Current emission-control systems use scrubbers that harness amines, hydrocarbon and nitrogen compounds related to ammonia. In conventional systems, amines bind to CO2 in the plant’s emissions, with the CO2 released from the amines when heated in a separated chamber. The heat required in current scrubbing processes, however, can use as much as half of the power plant’s low-pressure steam, and fitting this technology into existing plants requires extensive renovations to the plant, often making the process economically unfeasible.

Hatton and colleagues developed an alternative process, which like the current process uses common and readily available amines to bind with the CO2, but instead removes the CO2 from the amines with an electrochemical method rather than steam. In the new process, amines are added at the top of the emission column, with the effluent gases rising from below. The amines bind with the CO2, and collect at the bottom of the column as a liquid.

To process the liquid compound, a charged metal electrode — the researchers tested copper — separates the CO2 from from the amines. The CO2 is released under pressure, and the amines can be recovered for reuse.

The MIT team ran simulation models and created a lab-scale model of the system, which suggest the alternative process is capable of  removing up to 90 percent of the CO2 from power plant emissions, a percentage comparable to current technologies. However, the alternative process takes about 25 percent of the plant’s generated energy to process the emissions, rather than the 40 percent required in current systems.

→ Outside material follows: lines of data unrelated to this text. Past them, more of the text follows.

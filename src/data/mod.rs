//! Passage records and passage stores
//!
//! Both retrievers are rebuilt at startup from a persisted passage store: a
//! directory holding `chunks.json`, a JSON array of [`Chunk`] records.

use anyhow::{Context, Result};
use serde::{Deserialize, Serialize};
use std::collections::HashMap;
use std::fs;
use std::path::Path;

/// File name of the passage store inside an index directory
pub const CHUNKS_FILE: &str = "chunks.json";

/// Metadata carried alongside a passage
#[derive(Debug, Clone, Serialize, Deserialize, Default, PartialEq)]
pub struct DocumentMetadata {
    /// Where the passage came from (file path, URL, ...)
    #[serde(default)]
    pub source: Option<String>,
    /// Custom metadata fields
    #[serde(flatten)]
    pub custom: HashMap<String, String>,
}

/// A retrievable passage of text
#[derive(Debug, Clone, Serialize, Deserialize, PartialEq)]
pub struct Chunk {
    /// Unique identifier for the chunk
    pub id: String,
    /// Reference to the parent document ID
    #[serde(default)]
    pub document_id: String,
    /// The chunk text content
    pub content: String,
    /// Chunk index in the document
    #[serde(default)]
    pub chunk_index: usize,
    /// Metadata from the parent document
    #[serde(default)]
    pub metadata: DocumentMetadata,
}

impl Chunk {
    /// Create a new chunk
    pub fn new(id: impl Into<String>, document_id: impl Into<String>, content: impl Into<String>) -> Self {
        Self {
            id: id.into(),
            document_id: document_id.into(),
            content: content.into(),
            chunk_index: 0,
            metadata: DocumentMetadata::default(),
        }
    }

    /// Set the chunk index
    pub fn with_index(mut self, chunk_index: usize) -> Self {
        self.chunk_index = chunk_index;
        self
    }
}

/// Load the passage store from an index directory
pub fn load_chunks(index_dir: &Path) -> Result<Vec<Chunk>> {
    let chunks_path = index_dir.join(CHUNKS_FILE);
    let chunks_json = fs::read_to_string(&chunks_path)
        .with_context(|| format!("Failed to read passage store {:?}", chunks_path))?;
    let chunks: Vec<Chunk> = serde_json::from_str(&chunks_json)
        .with_context(|| format!("Failed to parse passage store {:?}", chunks_path))?;

    if chunks.is_empty() {
        anyhow::bail!("Passage store {:?} is empty", chunks_path);
    }

    tracing::debug!("Loaded {} chunks from {:?}", chunks.len(), chunks_path);
    Ok(chunks)
}

/// Write a passage store into an index directory
pub fn save_chunks(index_dir: &Path, chunks: &[Chunk]) -> Result<()> {
    fs::create_dir_all(index_dir)
        .with_context(|| format!("Failed to create index directory {:?}", index_dir))?;
    let chunks_json = serde_json::to_string_pretty(chunks)?;
    fs::write(index_dir.join(CHUNKS_FILE), chunks_json)?;
    Ok(())
}

#[cfg(test)]
mod tests {
    use super::*;
    use tempfile::tempdir;

    #[test]
    fn test_chunks_save_load() {
        let chunks = vec![
            Chunk::new("c1", "doc1", "Braise the pork belly for an hour"),
            Chunk::new("c2", "doc1", "Blanch the greens").with_index(1),
        ];

        let temp_dir = tempdir().unwrap();
        save_chunks(temp_dir.path(), &chunks).unwrap();

        let loaded = load_chunks(temp_dir.path()).unwrap();
        assert_eq!(loaded, chunks);
    }

    #[test]
    fn test_minimal_chunk_json() {
        let temp_dir = tempdir().unwrap();
        fs::write(
            temp_dir.path().join(CHUNKS_FILE),
            r#"[{"id": "a", "content": "steamed fish"}]"#,
        )
        .unwrap();

        let loaded = load_chunks(temp_dir.path()).unwrap();
        assert_eq!(loaded[0].content, "steamed fish");
        assert!(loaded[0].document_id.is_empty());
    }

    #[test]
    fn test_missing_store_is_error() {
        let temp_dir = tempdir().unwrap();
        let err = load_chunks(temp_dir.path()).unwrap_err();
        assert!(err.to_string().contains("Failed to read passage store"));
    }

    #[test]
    fn test_empty_store_is_error() {
        let temp_dir = tempdir().unwrap();
        save_chunks(temp_dir.path(), &[]).unwrap();
        assert!(load_chunks(temp_dir.path()).is_err());
    }
}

The alternative process is a modular system that can be added to current power plant without the extensive renovations required of current methods. The new process also requires electricity — the power plant’s product — to process the emissions. During peak-load periods, the process can be minimized to reduce the drain on the plant’s output.

In addition, the CO2 is released under pressure. If the emissions processing unit is used in a plant that is storing or sequestering the CO2, the pressurized form will make it easier to collect than current systems requiring a separate compressor.

Hatton and colleagues say the process can also be applied to other industries, such as cement,  that generate large amounts of CO2, since it does not require steam to separate the CO2 from emissions. The process could likewise remove CO2 from enclosed environments, such as submarines, where accumulations of the gas would be dangerous to human inhabitants.